◆ **WHAT THE TASK REQUIRES**
Search the records for the word "geojson" and copy each line in which it appears.

◆ **RECORD EXTRACTS**

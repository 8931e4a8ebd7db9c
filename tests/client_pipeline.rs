//! Client-side encoding exercised end to end without a database: feature
//! records in, decoded Mapbox Vector Tile out.

use prost::Message;
use serde_json::json;

use tilesmith::feature::FeatureRecord;
use tilesmith::mvt::vector_tile::tile::GeomType;
use tilesmith::mvt::vector_tile::Tile;
use tilesmith::render::encode_features;
use tilesmith::{tile_to_bounds, TileCoord, SOURCE_LAYER};

fn geometry(geojson_text: &str) -> geojson::Geometry {
    match geojson_text.parse::<geojson::GeoJson>() {
        Ok(geojson::GeoJson::Geometry(geometry)) => geometry,
        other => panic!("fixture is not a bare geometry: {:?}", other),
    }
}

fn tokyo_point() -> FeatureRecord {
    FeatureRecord {
        geometry: geometry(r#"{"type":"Point","coordinates":[139.69,35.68]}"#),
        properties: vec![("name".to_string(), json!("tokyo"))],
    }
}

/// The tile containing the fixture point at zoom 10.
fn containing_tile() -> TileCoord {
    let (x, y) = slippy_map_tilenames::lonlat2tile(139.69, 35.68, 10);
    TileCoord::new(10, x, y).unwrap()
}

#[test]
fn point_feature_round_trips_through_client_encoding() {
    let coord = containing_tile();
    assert!(tile_to_bounds(coord).contains(139.69, 35.68));

    let bytes = encode_features(vec![tokyo_point()], coord).unwrap();
    assert!(!bytes.is_empty());

    let tile = Tile::decode(bytes.as_slice()).unwrap();
    assert_eq!(tile.layers.len(), 1);
    let layer = &tile.layers[0];
    assert_eq!(layer.name, SOURCE_LAYER);
    assert_eq!(layer.version, 2);
    assert_eq!(layer.features.len(), 1);
    assert_eq!(layer.features[0].r#type(), GeomType::Point);
    assert_eq!(layer.keys, vec!["name"]);
    assert_eq!(layer.values[0].string_value.as_deref(), Some("tokyo"));
}

#[test]
fn zero_features_yield_zero_length_payload() {
    let bytes = encode_features(Vec::new(), containing_tile()).unwrap();
    assert!(bytes.is_empty());
}

#[test]
fn features_outside_the_tile_yield_zero_length_payload() {
    // the fixture sits in Tokyo; ask for a Paris tile at the same zoom
    let (x, y) = slippy_map_tilenames::lonlat2tile(2.35, 48.85, 10);
    let coord = TileCoord::new(10, x, y).unwrap();
    let bytes = encode_features(vec![tokyo_point()], coord).unwrap();
    assert!(bytes.is_empty());
}

#[test]
fn mixed_geometry_types_encode_with_their_own_types() {
    let coord = TileCoord::new(0, 0, 0).unwrap();
    let features = vec![
        tokyo_point(),
        FeatureRecord {
            geometry: geometry(
                r#"{"type":"LineString","coordinates":[[-10.0,0.0],[10.0,5.0]]}"#,
            ),
            properties: vec![("kind".to_string(), json!("route"))],
        },
        FeatureRecord {
            geometry: geometry(
                r#"{"type":"Polygon","coordinates":[[[0.0,0.0],[20.0,0.0],[20.0,20.0],[0.0,20.0],[0.0,0.0]]]}"#,
            ),
            properties: vec![("kind".to_string(), json!("zone"))],
        },
    ];
    let bytes = encode_features(features, coord).unwrap();
    let tile = Tile::decode(bytes.as_slice()).unwrap();
    let layer = &tile.layers[0];
    assert_eq!(layer.features.len(), 3);
    let mut types: Vec<GeomType> = layer.features.iter().map(|f| f.r#type()).collect();
    types.sort();
    assert_eq!(
        types,
        vec![GeomType::Point, GeomType::Linestring, GeomType::Polygon]
    );
}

◆ **SOLUTION**
fn geometry(geojson_text: &str) -> geojson::Geometry {
    match geojson_text.parse::<geojson::GeoJson>() {
        Ok(geojson::GeoJson::Geometry(geometry)) => geometry,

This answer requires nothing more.